Instructions for the task ->
Using the listing below, set down each line from the line containing "to neither neighbour." through the line containing "pub fn intersects_circle(self, center: Point, radius: f64)", both ends included, exactly and with nothing added.

Given records ->
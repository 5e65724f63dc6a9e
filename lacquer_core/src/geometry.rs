// Copyright 2026 the Lacquer Authors
// SPDX-License-Identifier: Apache-2.0 OR MIT

//! Logical-space geometry and hit predicates.
//!
//! All rectangles live in the compositor's global logical coordinate space,
//! where each output occupies one [`Rect`]. The predicates answer "does this
//! shape touch this output?" so that a paint request expressed in global
//! coordinates can be routed to the outputs it lands on and translated into
//! each output's local coordinates with [`Rect::to_local`].

/// A point in logical coordinates.
#[derive(Clone, Copy, Debug, PartialEq, Default)]
pub struct Point {
    /// Horizontal coordinate.
    pub x: f64,
    /// Vertical coordinate.
    pub y: f64,
}

impl Point {
    /// Creates a point.
    #[inline]
    #[must_use]
    pub const fn new(x: f64, y: f64) -> Self {
        Self { x, y }
    }
}

/// A size in whole logical units.
#[derive(Clone, Copy, Debug, PartialEq, Eq, Hash, Default)]
pub struct Extent {
    /// Width.
    pub width: u32,
    /// Height.
    pub height: u32,
}

impl Extent {
    /// Creates an extent.
    #[inline]
    #[must_use]
    pub const fn new(width: u32, height: u32) -> Self {
        Self { width, height }
    }

    /// Whether either dimension is zero.
    #[inline]
    #[must_use]
    pub const fn is_empty(self) -> bool {
        self.width == 0 || self.height == 0
    }
}

/// An axis-aligned integer rectangle in logical coordinates.
#[derive(Clone, Copy, Debug, PartialEq, Eq, Hash, Default)]
pub struct Rect {
    /// Left edge.
    pub x: i32,
    /// Top edge.
    pub y: i32,
    /// Width.
    pub w: i32,
    /// Height.
    pub h: i32,
}

impl Rect {
    /// Creates a rectangle from its origin and size.
    #[inline]
    #[must_use]
    pub const fn new(x: i32, y: i32, w: i32, h: i32) -> Self {
        Self { x, y, w, h }
    }

    /// Right edge (exclusive).
    #[inline]
    #[must_use]
    pub const fn right(self) -> i32 {
        self.x.saturating_add(self.w)
    }

    /// Bottom edge (exclusive).
    #[inline]
    #[must_use]
    pub const fn bottom(self) -> i32 {
        self.y.saturating_add(self.h)
    }

    /// Whether the rectangle has no area.
    #[inline]
    #[must_use]
    pub const fn is_empty(self) -> bool {
        self.w <= 0 || self.h <= 0
    }

    /// The size of the rectangle, clamping negative dimensions to zero.
    #[must_use]
    pub fn extent(self) -> Extent {
        Extent::new(
            u32::try_from(self.w).unwrap_or(0),
            u32::try_from(self.h).unwrap_or(0),
        )
    }

    /// Whether `p` lies strictly inside the rectangle.
    ///
    /// Points on an edge belong to neither neighbour.
    #[must_use]
    pub fn contains_point(self, p: Point) -> bool {
        p.x > f64::from(self.x)
            && p.x < f64::from(self.right())
            && p.y > f64::from(self.y)
            && p.y < f64::from(self.bottom())
    }

    /// Whether the two rectangles overlap with non-zero area.
    #[must_use]
    pub const fn intersects_rect(self, other: Self) -> bool {
        other.x < self.right()
            && other.right() > self.x
            && other.y < self.bottom()
            && other.bottom() > self.y
    }

    /// Whether the square with top-left corner `origin` and side `size`
    /// overlaps the rectangle.
    #[must_use]
    pub fn intersects_square(self, origin: Point, size: f64) -> bool {
        origin.x < f64::from(self.right())
            && origin.x + size > f64::from(self.x)
            && origin.y < f64::from(self.bottom())
            && origin.y + size > f64::from(self.y)
    }

    /// Whether a circle overlaps the rectangle.
    ///
    /// Rejects on the expanded bounding box first, accepts anything whose
    /// centre projects onto an edge span, and otherwise tests the nearest
    /// corner distance.
    #[must_use]
    pub fn intersects_circle(self, center: Point, radius: f64) -> bool {
        let half_w = f64::from(self.w) / 2.0;
        let half_h = f64::from(self.h) / 2.0;
        let dx = abs(f64::from(self.x) + half_w - center.x);
        let dy = abs(f64::from(self.y) + half_h - center.y);

        if dx > half_w + radius || dy > half_h + radius {
            return false;
        }
        if dx <= half_w || dy <= half_h {
            return true;
        }
        let cx = dx - half_w;
        let cy = dy - half_h;
        cx * cx + cy * cy <= radius * radius
    }

    /// Whether all three vertices of a triangle lie strictly inside.
    #[must_use]
    pub fn contains_triangle(self, a: Point, b: Point, c: Point) -> bool {
        self.contains_point(a) && self.contains_point(b) && self.contains_point(c)
    }

    /// Translates a global point into this rectangle's local coordinates.
    #[inline]
    #[must_use]
    pub fn to_local(self, p: Point) -> Point {
        Point::new(p.x - f64::from(self.x), p.y - f64::from(self.y))
    }

    /// Translates a global rectangle into this rectangle's local coordinates.
    #[inline]
    #[must_use]
    pub const fn to_local_rect(self, r: Self) -> Self {
        Self::new(r.x - self.x, r.y - self.y, r.w, r.h)
    }

    /// Smallest rectangle covering both.
    #[must_use]
    pub fn union(self, other: Self) -> Self {
        let x = self.x.min(other.x);
        let y = self.y.min(other.y);
        let right = self.right().max(other.right());
        let bottom = self.bottom().max(other.bottom());
        Self::new(x, y, right - x, bottom - y)
    }

    /// Bounding union of a set of rectangles, or `None` if the set is empty.
    #[must_use]
    pub fn bounding(rects: impl IntoIterator<Item = Self>) -> Option<Self> {
        rects.into_iter().reduce(Self::union)
    }
}

// `f64::abs` is not available without `std`.
fn abs(v: f64) -> f64 {
    if v < 0.0 { -v } else { v }
}

#[cfg(test)]
mod tests {
    use super::*;
    use alloc::vec::Vec;

    const LEFT: Rect = Rect::new(0, 0, 1920, 1080);
    const RIGHT: Rect = Rect::new(1920, 0, 1920, 1080);

    #[test]
    fn circle_is_routed_to_the_output_it_lands_on() {
        let center = Point::new(3000.0, 540.0);
        let hits: Vec<Rect> = [LEFT, RIGHT]
            .into_iter()
            .filter(|o| o.intersects_circle(center, 100.0))
            .collect();
        assert_eq!(hits, [RIGHT]);
        assert_eq!(RIGHT.to_local(center), Point::new(1080.0, 540.0));
    }

    #[test]
    fn circle_straddling_a_seam_hits_both_outputs() {
        let center = Point::new(1900.0, 540.0);
        assert!(LEFT.intersects_circle(center, 50.0));
        assert!(RIGHT.intersects_circle(center, 50.0));
    }

    #[test]
    fn circle_near_corner_uses_corner_distance() {
        let r = Rect::new(0, 0, 100, 100);
        // Inside the expanded box but beyond the corner radius.
        assert!(!r.intersects_circle(Point::new(108.0, 108.0), 10.0));
        assert!(r.intersects_circle(Point::new(105.0, 105.0), 10.0));
    }

    #[test]
    fn point_on_edge_is_outside() {
        assert!(!LEFT.contains_point(Point::new(0.0, 10.0)));
        assert!(!LEFT.contains_point(Point::new(1920.0, 10.0)));
        assert!(LEFT.contains_point(Point::new(1.0, 1.0)));
        assert!(RIGHT.contains_point(Point::new(1920.5, 1.0)));
    }

    #[test]
    fn rect_overlap_requires_area() {
        assert!(!LEFT.intersects_rect(RIGHT));
        assert!(LEFT.intersects_rect(Rect::new(1900, 100, 40, 40)));
        assert!(RIGHT.intersects_rect(Rect::new(1900, 100, 40, 40)));
        assert!(!LEFT.intersects_rect(Rect::new(0, 1080, 10, 10)));
    }

    #[test]
    fn square_and_triangle_predicates() {
        assert!(RIGHT.intersects_square(Point::new(1910.0, 0.0), 20.0));
        assert!(!RIGHT.intersects_square(Point::new(1890.0, 0.0), 20.0));

        let a = Point::new(10.0, 10.0);
        let b = Point::new(100.0, 10.0);
        let c = Point::new(50.0, 90.0);
        assert!(LEFT.contains_triangle(a, b, c));
        assert!(!RIGHT.contains_triangle(a, b, c));
        assert!(!LEFT.contains_triangle(a, b, Point::new(2000.0, 90.0)));
    }

    #[test]
    fn bounding_union_covers_all_outputs() {
        assert_eq!(Rect::bounding([]), None);
        let below = Rect::new(-200, 1080, 800, 600);
        assert_eq!(
            Rect::bounding([LEFT, RIGHT, below]),
            Some(Rect::new(-200, 0, 4040, 1680))
        );
    }

    #[test]
    fn local_rect_translation() {
        assert_eq!(
            RIGHT.to_local_rect(Rect::new(2000, 50, 10, 20)),
            Rect::new(80, 50, 10, 20)
        );
    }
}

Answer for this exercise ->
    /// Points on an edge belong to neither neighbour.
    #[must_use]
    pub fn contains_point(self, p: Point) -> bool {
        p.x > f64::from(self.x)
            && p.x < f64::from(self.right())
            && p.y > f64::from(self.y)
            && p.y < f64::from(self.bottom())
    }

    /// Whether the two rectangles overlap with non-zero area.
    #[must_use]
    pub const fn intersects_rect(self, other: Self) -> bool {
        other.x < self.right()
            && other.right() > self.x
            && other.y < self.bottom()
            && other.bottom() > self.y
    }

    /// Whether the square with top-left corner `origin` and side `size`
    /// overlaps the rectangle.
    #[must_use]
    pub fn intersects_square(self, origin: Point, size: f64) -> bool {
        origin.x < f64::from(self.right())
            && origin.x + size > f64::from(self.x)
            && origin.y < f64::from(self.bottom())
            && origin.y + size > f64::from(self.y)
    }

    /// Whether a circle overlaps the rectangle.
    ///
    /// Rejects on the expanded bounding box first, accepts anything whose
    /// centre projects onto an edge span, and otherwise tests the nearest
    /// corner distance.
    #[must_use]
    pub fn intersects_circle(self, center: Point, radius: f64) -> bool {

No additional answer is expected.